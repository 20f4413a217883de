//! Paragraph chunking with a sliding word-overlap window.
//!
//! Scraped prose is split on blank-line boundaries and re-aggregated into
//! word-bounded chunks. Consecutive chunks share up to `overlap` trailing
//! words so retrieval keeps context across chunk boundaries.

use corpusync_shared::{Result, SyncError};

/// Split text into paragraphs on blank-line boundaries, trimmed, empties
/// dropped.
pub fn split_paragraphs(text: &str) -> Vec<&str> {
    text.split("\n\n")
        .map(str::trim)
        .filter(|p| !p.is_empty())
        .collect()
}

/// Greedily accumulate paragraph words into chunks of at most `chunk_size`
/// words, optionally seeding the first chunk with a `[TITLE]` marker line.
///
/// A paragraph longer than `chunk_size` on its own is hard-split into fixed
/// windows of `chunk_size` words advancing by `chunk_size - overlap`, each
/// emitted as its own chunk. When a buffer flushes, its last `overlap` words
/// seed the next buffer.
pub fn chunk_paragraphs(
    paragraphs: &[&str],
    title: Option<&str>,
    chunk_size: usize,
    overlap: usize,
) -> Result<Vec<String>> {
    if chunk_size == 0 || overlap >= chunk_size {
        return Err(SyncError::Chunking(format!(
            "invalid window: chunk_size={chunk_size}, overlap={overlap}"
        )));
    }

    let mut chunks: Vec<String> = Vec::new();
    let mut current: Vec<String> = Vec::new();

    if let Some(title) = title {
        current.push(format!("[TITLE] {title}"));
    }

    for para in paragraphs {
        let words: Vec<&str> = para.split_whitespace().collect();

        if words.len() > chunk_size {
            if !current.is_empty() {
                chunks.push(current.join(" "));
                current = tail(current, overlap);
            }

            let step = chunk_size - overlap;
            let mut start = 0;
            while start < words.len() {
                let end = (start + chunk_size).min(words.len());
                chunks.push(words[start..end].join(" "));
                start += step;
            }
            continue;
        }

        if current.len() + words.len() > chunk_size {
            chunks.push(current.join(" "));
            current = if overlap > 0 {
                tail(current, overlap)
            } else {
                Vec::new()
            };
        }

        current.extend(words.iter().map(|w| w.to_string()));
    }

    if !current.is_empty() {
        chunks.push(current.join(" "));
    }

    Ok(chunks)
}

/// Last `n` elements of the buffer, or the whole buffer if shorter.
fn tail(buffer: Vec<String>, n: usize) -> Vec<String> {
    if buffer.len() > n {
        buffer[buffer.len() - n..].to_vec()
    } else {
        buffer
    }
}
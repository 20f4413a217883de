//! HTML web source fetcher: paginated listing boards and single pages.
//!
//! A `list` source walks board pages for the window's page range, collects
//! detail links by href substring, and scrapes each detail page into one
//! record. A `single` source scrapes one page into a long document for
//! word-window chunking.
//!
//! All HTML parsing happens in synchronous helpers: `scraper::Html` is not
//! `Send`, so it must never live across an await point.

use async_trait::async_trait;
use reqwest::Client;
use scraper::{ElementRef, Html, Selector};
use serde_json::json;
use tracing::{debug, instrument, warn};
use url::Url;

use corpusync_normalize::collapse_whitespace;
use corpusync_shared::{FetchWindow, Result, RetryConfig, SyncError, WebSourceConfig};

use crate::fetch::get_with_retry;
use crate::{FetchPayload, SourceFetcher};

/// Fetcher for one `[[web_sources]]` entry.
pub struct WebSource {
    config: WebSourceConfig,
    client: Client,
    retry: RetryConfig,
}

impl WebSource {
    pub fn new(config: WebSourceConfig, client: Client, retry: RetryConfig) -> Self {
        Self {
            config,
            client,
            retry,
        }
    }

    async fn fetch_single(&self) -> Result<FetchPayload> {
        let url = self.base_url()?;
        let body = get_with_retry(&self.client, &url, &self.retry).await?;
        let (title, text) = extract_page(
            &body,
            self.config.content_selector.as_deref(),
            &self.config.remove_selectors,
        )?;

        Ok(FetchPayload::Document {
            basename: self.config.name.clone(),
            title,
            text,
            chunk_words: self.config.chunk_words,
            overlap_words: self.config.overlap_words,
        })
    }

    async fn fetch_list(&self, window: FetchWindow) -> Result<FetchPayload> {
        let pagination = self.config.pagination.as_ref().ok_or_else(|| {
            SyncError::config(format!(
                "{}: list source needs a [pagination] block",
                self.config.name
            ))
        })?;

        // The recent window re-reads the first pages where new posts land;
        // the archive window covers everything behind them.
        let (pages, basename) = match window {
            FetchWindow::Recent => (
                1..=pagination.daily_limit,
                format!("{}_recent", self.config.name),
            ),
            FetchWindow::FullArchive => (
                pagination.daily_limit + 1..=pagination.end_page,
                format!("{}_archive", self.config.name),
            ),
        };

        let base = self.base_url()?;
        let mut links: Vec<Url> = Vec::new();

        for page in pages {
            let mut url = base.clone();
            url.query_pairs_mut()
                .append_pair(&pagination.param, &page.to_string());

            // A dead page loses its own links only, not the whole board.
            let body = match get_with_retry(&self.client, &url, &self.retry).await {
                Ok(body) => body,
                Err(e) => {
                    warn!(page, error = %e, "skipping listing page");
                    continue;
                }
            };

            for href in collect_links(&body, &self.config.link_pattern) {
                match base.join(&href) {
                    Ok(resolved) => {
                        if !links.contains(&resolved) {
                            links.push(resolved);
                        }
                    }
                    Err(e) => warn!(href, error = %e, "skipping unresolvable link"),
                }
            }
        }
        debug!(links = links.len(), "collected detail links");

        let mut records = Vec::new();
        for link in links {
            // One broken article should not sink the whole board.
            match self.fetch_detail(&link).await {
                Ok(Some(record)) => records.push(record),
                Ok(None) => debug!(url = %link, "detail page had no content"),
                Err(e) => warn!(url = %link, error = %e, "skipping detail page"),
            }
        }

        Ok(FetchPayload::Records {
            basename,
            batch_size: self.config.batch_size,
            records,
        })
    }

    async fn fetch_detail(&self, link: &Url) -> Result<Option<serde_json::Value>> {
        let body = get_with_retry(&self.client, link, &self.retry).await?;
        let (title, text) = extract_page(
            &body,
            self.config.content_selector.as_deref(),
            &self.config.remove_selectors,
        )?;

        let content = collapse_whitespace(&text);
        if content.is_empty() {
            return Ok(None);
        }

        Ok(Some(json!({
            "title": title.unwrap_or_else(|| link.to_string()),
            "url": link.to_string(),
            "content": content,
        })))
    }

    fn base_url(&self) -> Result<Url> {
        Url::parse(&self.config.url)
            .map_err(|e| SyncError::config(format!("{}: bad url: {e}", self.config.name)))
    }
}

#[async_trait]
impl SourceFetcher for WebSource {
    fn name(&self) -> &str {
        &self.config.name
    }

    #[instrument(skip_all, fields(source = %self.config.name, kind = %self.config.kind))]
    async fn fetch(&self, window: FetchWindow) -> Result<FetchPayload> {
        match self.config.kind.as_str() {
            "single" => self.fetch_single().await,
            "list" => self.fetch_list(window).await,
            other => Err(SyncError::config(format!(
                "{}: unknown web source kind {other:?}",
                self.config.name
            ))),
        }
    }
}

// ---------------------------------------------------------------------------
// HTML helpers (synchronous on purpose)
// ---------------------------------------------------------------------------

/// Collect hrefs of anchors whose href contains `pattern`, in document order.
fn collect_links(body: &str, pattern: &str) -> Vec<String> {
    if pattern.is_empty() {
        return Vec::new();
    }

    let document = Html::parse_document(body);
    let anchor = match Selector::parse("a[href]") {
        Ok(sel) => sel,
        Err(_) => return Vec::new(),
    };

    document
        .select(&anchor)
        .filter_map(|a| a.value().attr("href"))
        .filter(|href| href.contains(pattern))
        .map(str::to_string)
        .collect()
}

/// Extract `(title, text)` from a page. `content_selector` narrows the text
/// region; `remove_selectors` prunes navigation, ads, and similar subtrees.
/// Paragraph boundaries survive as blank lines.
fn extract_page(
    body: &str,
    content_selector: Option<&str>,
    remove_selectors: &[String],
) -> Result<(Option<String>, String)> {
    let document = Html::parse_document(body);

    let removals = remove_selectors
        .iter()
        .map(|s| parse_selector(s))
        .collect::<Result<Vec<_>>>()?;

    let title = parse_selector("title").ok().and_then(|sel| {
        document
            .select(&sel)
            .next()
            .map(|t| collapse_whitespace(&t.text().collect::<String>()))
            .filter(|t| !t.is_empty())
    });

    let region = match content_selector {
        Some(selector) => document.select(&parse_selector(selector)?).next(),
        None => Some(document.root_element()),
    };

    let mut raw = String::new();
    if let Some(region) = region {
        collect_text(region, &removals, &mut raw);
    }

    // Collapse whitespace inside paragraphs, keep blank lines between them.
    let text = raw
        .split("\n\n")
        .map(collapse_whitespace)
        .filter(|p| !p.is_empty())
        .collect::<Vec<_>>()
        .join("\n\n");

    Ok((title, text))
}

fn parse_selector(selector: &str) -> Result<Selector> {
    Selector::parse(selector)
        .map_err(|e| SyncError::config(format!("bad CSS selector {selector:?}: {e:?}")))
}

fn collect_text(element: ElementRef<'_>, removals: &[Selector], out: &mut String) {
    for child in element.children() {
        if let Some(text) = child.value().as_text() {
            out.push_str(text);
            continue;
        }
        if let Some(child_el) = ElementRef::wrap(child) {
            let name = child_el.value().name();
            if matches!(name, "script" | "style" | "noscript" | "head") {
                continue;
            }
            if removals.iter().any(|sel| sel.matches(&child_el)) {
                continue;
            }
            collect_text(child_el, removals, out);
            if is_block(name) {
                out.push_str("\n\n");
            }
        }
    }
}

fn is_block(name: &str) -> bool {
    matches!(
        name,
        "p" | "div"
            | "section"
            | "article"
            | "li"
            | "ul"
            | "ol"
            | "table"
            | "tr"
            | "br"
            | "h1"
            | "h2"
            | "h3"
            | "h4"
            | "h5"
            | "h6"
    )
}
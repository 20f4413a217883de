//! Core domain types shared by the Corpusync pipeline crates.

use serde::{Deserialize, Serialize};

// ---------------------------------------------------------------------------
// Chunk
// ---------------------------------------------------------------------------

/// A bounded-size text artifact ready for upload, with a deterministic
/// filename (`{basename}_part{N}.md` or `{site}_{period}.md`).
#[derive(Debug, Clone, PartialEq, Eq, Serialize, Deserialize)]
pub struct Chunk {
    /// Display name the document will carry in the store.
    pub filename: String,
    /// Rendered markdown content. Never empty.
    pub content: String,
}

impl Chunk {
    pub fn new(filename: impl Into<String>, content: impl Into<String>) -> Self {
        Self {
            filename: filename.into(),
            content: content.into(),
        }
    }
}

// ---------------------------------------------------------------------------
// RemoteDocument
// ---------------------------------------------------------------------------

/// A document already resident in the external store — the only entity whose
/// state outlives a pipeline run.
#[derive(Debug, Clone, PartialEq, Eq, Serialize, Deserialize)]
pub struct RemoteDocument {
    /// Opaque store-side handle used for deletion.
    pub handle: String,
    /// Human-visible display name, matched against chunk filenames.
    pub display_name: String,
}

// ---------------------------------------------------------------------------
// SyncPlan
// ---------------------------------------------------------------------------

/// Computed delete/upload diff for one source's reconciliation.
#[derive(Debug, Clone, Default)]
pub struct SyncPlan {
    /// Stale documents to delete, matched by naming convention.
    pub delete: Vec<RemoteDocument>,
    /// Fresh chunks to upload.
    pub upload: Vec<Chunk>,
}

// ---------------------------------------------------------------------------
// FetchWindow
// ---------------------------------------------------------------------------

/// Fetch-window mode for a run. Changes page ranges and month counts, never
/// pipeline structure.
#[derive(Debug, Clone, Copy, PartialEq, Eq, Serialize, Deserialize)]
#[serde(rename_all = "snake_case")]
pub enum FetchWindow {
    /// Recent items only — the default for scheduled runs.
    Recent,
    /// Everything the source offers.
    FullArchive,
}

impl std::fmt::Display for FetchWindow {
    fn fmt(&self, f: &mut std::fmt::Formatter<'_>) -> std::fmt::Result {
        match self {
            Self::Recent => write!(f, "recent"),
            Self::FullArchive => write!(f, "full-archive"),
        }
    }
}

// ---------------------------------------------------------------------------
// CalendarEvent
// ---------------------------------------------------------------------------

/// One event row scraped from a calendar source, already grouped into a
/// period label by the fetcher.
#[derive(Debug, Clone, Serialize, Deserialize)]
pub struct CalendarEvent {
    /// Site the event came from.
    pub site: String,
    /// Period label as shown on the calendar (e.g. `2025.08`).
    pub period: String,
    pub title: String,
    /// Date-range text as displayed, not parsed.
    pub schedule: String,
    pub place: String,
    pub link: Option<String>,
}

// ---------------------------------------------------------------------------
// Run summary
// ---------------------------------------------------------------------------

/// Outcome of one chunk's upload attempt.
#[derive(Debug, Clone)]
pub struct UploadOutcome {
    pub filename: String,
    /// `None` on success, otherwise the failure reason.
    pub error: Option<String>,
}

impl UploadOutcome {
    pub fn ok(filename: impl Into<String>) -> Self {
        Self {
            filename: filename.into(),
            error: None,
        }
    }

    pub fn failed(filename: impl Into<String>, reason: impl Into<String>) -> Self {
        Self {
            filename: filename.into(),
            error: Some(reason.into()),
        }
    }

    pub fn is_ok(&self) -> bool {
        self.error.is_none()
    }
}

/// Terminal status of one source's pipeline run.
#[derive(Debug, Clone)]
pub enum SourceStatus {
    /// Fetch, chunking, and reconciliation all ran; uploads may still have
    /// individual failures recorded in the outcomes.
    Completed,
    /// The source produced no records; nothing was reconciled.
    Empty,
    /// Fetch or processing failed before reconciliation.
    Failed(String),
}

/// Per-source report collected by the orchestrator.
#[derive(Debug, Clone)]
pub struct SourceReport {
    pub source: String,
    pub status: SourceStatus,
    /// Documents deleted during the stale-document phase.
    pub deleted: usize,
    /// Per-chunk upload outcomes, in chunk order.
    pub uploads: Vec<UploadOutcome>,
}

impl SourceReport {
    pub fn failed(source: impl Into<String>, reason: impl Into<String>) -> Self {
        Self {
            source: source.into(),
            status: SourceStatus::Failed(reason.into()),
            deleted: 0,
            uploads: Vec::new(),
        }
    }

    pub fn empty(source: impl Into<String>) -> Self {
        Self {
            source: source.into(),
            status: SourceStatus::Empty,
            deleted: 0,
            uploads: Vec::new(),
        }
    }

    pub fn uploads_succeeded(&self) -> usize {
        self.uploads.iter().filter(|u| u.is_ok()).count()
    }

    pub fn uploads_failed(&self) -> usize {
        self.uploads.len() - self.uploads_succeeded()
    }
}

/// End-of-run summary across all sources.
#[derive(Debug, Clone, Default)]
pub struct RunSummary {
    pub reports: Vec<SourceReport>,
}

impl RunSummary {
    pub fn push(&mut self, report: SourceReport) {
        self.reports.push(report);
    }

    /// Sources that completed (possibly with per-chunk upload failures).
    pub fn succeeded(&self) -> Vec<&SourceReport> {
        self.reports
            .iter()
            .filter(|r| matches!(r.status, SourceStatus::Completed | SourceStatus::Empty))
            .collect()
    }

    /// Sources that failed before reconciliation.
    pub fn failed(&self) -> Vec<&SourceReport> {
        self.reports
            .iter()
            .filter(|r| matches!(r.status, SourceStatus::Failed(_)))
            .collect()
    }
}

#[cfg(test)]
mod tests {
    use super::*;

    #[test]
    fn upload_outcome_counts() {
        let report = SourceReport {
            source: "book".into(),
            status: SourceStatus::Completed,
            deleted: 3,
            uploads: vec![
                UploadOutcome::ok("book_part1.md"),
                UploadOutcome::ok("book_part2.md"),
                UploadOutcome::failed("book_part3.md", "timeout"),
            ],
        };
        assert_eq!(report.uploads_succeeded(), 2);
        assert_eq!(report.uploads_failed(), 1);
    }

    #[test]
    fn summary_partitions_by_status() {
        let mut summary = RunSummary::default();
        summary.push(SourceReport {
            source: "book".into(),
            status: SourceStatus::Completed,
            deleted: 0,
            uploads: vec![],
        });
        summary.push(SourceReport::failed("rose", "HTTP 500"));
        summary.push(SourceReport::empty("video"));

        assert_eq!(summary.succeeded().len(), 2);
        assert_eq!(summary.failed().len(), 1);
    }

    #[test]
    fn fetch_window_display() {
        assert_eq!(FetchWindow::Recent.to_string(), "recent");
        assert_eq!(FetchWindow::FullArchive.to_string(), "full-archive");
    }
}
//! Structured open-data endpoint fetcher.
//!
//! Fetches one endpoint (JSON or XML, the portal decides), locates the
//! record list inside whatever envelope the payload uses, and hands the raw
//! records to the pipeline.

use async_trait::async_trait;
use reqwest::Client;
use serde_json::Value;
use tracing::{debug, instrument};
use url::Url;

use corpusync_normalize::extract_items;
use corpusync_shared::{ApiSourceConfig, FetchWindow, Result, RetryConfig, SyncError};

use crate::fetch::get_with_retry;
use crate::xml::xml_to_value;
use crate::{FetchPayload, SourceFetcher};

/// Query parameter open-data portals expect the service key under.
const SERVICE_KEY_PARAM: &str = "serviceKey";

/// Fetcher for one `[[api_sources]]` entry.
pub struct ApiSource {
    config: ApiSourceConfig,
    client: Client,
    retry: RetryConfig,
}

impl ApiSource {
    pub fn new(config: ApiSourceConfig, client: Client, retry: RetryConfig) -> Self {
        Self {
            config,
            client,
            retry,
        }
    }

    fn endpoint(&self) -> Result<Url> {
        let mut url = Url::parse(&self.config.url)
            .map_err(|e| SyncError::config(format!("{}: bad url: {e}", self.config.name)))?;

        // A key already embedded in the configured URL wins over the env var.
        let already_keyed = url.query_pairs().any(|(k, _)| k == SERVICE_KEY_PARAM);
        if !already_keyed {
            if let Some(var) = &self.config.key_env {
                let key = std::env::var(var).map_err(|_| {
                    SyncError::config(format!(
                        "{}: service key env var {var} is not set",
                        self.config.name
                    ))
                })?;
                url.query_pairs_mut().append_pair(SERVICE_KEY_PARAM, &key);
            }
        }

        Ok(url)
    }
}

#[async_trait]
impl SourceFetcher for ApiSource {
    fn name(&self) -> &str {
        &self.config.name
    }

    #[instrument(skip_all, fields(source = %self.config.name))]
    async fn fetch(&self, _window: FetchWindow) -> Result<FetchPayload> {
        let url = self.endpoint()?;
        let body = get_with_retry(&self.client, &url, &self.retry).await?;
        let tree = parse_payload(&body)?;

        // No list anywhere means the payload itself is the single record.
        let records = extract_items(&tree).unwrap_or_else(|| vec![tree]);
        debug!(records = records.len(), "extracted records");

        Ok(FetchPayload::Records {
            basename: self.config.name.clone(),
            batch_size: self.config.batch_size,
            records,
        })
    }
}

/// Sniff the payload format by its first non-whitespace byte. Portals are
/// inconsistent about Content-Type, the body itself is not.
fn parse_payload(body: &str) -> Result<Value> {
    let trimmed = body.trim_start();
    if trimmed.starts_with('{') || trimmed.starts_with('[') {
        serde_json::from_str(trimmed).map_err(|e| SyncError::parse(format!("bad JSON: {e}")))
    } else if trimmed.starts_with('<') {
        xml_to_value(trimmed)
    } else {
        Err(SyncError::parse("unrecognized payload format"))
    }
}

◆ WHAT YOU ARE ASKED TO DO:
Only the number is wanted: how many lines in the entries above include the word "failures"?

◆ ANSWER TO THIS PROBLEM:
2